* REQUIREMENT
Lines from the top of the entries through the line that has "for extmap key" must be duplicated exactly, and no others.

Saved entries
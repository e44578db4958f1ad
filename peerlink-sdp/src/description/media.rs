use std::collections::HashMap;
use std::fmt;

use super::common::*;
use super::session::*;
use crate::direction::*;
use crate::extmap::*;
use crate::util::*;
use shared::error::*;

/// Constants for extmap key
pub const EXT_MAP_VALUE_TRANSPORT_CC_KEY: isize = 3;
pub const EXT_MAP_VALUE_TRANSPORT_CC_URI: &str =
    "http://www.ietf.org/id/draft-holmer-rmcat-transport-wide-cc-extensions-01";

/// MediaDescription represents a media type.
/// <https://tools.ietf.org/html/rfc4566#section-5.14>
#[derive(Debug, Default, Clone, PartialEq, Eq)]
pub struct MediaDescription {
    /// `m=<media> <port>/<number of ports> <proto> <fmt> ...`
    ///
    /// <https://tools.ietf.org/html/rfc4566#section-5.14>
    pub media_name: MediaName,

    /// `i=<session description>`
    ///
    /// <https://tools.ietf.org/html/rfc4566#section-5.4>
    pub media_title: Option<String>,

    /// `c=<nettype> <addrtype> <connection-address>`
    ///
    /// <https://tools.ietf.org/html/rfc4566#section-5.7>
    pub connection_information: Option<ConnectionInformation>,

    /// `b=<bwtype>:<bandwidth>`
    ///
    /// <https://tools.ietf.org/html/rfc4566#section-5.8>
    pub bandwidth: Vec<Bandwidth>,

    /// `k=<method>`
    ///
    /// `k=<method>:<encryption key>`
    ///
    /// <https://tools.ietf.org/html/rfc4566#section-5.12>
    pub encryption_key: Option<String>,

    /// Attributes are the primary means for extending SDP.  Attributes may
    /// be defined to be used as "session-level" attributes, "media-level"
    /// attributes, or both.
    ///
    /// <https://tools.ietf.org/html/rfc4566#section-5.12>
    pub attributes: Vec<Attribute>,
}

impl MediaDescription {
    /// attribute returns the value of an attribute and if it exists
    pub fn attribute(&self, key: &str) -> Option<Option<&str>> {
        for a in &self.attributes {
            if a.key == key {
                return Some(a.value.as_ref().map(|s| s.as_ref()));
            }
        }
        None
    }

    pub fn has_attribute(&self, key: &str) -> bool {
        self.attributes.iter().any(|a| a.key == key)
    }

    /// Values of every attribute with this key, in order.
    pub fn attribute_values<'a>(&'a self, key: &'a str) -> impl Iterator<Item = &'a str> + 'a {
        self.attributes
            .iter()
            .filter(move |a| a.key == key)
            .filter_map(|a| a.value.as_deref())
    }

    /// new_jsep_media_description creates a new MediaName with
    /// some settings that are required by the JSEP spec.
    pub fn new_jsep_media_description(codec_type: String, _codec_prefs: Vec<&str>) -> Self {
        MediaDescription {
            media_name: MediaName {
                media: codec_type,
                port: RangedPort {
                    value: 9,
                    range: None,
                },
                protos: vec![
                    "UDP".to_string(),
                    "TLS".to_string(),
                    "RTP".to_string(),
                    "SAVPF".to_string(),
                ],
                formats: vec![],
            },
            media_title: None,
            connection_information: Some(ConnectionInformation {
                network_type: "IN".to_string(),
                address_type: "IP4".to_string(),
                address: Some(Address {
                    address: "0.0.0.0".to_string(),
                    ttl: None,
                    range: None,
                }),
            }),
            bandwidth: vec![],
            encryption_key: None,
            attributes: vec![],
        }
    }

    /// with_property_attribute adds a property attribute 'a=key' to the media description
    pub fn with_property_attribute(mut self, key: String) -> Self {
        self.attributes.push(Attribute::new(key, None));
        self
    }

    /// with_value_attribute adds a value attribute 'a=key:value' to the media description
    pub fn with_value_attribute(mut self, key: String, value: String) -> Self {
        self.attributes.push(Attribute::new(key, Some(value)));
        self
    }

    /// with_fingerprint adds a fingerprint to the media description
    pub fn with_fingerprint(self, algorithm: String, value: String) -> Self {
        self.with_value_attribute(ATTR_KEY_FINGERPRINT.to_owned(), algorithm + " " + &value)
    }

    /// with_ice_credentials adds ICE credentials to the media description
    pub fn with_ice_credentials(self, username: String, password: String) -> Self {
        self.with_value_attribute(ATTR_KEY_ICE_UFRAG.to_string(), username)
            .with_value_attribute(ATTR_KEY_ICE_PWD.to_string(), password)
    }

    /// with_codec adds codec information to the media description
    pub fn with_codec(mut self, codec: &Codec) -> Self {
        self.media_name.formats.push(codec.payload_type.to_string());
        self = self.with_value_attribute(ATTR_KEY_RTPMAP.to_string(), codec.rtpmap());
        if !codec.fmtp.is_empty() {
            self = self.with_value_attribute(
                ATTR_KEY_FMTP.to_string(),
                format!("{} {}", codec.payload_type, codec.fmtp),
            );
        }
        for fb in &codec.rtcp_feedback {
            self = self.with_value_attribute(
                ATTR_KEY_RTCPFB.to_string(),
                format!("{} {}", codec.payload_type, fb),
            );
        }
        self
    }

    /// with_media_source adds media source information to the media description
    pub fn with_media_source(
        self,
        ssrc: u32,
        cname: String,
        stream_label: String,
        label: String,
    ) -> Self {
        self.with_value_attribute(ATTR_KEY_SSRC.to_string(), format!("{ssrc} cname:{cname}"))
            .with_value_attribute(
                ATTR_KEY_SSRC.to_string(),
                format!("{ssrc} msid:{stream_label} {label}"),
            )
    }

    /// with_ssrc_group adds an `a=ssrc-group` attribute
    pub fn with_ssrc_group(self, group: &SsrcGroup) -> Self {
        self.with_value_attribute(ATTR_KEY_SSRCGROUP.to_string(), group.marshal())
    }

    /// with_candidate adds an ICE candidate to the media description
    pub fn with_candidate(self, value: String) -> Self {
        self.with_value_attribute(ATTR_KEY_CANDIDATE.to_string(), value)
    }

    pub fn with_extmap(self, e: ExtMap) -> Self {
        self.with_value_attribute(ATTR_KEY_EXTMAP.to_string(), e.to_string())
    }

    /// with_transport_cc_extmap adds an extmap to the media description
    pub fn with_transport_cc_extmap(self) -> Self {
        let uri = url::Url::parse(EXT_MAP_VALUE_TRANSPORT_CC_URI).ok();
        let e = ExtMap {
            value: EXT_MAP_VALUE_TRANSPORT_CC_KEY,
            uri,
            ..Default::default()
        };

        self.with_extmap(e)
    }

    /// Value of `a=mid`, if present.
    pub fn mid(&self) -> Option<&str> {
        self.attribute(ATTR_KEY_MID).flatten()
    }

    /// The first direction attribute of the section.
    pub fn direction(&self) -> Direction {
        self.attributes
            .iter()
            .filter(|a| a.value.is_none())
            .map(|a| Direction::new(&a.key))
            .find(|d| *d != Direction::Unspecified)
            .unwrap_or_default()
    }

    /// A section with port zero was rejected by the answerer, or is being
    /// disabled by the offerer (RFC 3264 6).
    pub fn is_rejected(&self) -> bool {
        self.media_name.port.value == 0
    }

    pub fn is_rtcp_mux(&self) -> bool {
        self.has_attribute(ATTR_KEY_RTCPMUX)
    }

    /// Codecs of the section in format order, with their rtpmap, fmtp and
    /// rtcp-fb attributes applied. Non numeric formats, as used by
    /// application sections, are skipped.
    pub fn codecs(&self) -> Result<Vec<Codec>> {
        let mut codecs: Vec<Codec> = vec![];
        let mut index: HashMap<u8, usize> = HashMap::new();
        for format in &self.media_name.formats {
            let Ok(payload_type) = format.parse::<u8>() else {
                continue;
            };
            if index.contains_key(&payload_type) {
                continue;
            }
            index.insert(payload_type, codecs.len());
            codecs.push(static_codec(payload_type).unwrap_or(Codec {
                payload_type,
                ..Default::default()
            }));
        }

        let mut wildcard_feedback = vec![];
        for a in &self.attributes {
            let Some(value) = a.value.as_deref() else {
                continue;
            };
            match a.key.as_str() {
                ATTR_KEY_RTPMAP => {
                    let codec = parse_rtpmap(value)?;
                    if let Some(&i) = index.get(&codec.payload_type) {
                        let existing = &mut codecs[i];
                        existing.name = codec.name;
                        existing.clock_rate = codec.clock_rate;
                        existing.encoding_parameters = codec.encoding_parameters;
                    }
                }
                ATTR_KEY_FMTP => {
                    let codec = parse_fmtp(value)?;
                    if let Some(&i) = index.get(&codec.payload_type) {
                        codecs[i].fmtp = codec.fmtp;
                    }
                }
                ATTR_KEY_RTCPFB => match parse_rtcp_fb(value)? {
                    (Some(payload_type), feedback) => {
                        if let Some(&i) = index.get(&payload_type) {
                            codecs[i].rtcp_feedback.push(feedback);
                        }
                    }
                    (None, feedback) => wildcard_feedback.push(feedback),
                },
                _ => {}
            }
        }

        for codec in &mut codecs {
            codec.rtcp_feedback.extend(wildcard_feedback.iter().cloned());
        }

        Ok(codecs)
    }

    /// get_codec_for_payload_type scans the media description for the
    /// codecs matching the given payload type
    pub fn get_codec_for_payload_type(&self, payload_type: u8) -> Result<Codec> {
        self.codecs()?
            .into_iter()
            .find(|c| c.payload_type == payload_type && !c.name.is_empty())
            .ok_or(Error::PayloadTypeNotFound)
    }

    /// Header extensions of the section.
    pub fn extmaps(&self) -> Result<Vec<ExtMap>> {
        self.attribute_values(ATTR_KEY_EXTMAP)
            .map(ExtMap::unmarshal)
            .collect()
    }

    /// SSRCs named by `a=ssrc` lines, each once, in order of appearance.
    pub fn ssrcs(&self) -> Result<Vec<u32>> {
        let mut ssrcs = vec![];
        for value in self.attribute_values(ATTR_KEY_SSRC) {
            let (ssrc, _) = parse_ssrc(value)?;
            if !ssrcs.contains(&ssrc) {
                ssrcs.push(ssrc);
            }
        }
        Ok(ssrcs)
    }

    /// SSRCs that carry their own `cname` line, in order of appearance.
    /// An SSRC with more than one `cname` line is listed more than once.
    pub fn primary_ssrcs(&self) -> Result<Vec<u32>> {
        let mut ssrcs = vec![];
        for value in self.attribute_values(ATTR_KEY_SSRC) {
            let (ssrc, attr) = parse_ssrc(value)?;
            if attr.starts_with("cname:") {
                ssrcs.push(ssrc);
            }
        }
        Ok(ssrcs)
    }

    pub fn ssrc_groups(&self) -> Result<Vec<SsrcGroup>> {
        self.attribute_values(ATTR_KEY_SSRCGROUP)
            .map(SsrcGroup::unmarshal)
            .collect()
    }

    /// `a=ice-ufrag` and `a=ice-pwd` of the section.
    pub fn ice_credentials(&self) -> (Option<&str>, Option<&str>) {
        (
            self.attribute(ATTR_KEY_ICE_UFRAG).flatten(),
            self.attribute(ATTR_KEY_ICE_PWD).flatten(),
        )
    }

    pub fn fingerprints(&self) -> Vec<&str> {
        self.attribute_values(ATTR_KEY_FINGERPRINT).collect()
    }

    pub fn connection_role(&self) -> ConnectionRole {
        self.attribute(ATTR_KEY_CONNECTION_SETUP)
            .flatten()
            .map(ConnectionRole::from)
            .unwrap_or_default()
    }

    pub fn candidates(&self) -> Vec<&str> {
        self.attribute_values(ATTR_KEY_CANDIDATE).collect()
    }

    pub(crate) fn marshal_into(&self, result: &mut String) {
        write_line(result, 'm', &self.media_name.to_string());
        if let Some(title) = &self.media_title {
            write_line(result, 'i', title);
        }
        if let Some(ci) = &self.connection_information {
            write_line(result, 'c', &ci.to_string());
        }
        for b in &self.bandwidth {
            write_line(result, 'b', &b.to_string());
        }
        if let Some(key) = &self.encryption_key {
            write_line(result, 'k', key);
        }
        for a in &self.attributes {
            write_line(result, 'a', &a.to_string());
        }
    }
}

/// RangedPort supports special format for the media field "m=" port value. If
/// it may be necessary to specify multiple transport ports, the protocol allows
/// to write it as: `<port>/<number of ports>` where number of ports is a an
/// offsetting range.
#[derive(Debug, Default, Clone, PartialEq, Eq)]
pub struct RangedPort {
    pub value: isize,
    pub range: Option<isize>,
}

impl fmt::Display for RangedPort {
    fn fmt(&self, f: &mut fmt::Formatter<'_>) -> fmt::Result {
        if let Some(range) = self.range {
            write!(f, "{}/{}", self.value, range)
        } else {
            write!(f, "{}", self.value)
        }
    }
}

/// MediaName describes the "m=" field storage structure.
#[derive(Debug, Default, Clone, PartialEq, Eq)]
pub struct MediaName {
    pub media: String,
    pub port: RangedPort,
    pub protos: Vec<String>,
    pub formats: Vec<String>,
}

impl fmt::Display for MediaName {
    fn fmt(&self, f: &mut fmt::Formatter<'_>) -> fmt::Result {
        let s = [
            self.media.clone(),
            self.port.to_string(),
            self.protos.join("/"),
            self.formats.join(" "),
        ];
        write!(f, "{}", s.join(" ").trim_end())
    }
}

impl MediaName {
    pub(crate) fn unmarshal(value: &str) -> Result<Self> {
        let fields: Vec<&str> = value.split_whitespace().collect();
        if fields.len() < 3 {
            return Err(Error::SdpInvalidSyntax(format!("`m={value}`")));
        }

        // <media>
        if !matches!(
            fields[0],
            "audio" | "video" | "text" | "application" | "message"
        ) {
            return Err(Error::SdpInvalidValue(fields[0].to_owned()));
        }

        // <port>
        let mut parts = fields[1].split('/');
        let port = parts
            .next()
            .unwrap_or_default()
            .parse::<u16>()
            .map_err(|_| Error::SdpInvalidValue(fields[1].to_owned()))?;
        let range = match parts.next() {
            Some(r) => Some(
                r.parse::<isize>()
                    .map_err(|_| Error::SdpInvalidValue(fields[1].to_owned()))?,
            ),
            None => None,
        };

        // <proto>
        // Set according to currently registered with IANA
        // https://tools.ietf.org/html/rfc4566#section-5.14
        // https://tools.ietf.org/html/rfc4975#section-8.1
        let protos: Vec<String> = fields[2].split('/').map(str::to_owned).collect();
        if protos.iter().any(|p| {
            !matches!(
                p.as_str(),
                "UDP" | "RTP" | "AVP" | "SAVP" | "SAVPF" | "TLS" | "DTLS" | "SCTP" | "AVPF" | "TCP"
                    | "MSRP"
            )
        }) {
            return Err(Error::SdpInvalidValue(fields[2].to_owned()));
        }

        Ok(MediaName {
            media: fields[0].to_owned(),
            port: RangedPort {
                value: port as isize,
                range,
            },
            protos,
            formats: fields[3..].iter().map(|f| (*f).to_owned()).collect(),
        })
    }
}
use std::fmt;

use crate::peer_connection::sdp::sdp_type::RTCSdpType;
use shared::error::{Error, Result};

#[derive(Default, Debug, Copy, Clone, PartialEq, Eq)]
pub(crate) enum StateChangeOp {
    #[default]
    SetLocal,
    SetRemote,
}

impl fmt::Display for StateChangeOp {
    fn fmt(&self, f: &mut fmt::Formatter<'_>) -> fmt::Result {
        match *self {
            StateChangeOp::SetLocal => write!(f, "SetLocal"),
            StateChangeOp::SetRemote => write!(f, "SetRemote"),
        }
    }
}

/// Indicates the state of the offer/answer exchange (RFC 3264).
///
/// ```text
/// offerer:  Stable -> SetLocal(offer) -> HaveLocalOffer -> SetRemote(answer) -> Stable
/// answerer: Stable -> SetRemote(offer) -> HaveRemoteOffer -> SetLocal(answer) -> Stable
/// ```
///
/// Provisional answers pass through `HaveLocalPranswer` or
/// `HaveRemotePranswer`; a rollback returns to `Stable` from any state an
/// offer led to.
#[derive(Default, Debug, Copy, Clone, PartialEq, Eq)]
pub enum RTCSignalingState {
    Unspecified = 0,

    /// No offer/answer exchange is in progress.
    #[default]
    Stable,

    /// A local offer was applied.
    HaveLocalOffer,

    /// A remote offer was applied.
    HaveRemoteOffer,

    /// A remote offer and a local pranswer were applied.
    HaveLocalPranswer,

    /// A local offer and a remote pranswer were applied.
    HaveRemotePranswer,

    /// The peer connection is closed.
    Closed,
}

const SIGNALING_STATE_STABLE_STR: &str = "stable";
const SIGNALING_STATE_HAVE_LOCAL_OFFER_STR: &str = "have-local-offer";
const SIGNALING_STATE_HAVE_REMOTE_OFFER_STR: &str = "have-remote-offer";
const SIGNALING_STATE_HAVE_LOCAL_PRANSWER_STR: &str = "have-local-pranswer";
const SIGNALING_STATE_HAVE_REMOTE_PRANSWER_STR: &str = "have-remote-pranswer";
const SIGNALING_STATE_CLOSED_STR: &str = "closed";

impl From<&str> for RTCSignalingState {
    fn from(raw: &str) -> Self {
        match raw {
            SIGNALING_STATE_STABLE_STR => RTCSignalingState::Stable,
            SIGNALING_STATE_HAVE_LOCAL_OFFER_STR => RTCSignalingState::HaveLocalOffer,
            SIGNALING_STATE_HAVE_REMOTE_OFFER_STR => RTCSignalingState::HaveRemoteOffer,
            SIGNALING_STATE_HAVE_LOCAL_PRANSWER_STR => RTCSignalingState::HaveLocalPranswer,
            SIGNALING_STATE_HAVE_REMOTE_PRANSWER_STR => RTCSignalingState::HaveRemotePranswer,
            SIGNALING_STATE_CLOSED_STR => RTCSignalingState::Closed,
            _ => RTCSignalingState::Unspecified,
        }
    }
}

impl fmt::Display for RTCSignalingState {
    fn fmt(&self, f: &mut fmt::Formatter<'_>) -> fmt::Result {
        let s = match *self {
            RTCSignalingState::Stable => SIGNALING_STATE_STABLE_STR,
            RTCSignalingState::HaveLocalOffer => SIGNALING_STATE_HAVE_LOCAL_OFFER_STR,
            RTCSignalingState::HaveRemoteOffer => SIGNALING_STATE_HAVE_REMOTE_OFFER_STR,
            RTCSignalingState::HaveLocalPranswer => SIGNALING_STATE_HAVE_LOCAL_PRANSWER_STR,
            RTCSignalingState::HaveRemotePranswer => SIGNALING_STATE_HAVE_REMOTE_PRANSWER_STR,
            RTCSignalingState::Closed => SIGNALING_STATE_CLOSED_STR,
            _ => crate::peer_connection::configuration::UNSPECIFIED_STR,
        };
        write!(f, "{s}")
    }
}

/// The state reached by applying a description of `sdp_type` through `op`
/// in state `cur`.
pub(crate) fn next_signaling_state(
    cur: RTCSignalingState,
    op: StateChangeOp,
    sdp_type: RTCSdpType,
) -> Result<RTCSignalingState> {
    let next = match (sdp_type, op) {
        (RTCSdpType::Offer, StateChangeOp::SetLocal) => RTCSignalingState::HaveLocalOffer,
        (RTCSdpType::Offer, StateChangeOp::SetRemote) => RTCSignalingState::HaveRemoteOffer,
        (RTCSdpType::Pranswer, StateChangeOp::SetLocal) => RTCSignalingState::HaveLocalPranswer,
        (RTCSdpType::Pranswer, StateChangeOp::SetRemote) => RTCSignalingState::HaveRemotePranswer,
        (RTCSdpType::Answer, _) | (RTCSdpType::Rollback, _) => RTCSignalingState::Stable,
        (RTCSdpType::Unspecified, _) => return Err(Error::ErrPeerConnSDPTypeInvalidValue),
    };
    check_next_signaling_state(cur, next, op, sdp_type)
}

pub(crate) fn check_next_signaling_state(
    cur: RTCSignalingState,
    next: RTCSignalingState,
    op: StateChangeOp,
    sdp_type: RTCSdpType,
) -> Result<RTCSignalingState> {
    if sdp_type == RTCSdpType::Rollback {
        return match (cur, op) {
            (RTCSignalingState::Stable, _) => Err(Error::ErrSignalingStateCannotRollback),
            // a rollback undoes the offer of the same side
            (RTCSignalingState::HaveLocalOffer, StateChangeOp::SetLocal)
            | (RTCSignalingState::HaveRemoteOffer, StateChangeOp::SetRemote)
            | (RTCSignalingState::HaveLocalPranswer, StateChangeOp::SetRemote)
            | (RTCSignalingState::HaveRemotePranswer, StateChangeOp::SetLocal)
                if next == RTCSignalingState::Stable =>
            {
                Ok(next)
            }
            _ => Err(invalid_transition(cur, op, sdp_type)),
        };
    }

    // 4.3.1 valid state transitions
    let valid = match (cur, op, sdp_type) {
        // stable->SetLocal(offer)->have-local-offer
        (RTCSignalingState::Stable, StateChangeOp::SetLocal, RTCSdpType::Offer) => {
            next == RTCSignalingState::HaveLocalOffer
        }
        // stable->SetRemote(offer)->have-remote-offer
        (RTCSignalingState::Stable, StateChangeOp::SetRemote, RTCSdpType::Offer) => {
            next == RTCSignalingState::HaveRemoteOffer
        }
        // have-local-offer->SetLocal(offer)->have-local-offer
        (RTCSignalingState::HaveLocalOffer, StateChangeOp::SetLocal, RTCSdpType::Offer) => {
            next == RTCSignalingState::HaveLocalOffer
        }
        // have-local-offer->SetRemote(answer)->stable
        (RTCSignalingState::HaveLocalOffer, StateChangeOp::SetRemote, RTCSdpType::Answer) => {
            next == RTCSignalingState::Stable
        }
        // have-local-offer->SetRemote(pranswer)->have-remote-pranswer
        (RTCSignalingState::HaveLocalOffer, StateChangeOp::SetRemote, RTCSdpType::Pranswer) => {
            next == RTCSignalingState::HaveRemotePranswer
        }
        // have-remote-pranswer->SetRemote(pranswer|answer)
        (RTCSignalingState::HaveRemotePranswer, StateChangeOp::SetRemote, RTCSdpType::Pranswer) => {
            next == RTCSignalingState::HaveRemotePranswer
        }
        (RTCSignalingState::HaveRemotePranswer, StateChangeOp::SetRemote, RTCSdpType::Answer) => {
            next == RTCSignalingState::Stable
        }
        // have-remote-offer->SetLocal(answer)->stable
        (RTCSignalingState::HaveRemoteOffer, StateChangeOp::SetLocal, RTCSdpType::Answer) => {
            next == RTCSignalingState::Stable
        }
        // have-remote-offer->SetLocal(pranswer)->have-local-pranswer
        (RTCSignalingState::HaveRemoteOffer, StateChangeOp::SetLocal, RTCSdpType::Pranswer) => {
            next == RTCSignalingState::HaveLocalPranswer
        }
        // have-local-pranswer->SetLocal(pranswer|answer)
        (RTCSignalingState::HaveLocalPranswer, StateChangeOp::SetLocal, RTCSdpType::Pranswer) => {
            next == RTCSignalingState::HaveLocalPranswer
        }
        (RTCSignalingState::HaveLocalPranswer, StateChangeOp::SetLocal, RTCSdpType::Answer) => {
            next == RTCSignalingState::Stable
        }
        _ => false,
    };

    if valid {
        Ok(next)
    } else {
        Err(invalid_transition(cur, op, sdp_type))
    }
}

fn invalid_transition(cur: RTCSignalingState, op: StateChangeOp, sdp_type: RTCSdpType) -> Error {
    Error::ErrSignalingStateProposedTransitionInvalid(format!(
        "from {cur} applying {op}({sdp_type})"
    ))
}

* ANSWER BOX
repository e44578db4958f1ad
filename peerlink-sdp/src/description/media.rs
use std::collections::HashMap;
use std::fmt;

use super::common::*;
use super::session::*;
use crate::direction::*;
use crate::extmap::*;
use crate::util::*;
use shared::error::*;

/// Constants for extmap key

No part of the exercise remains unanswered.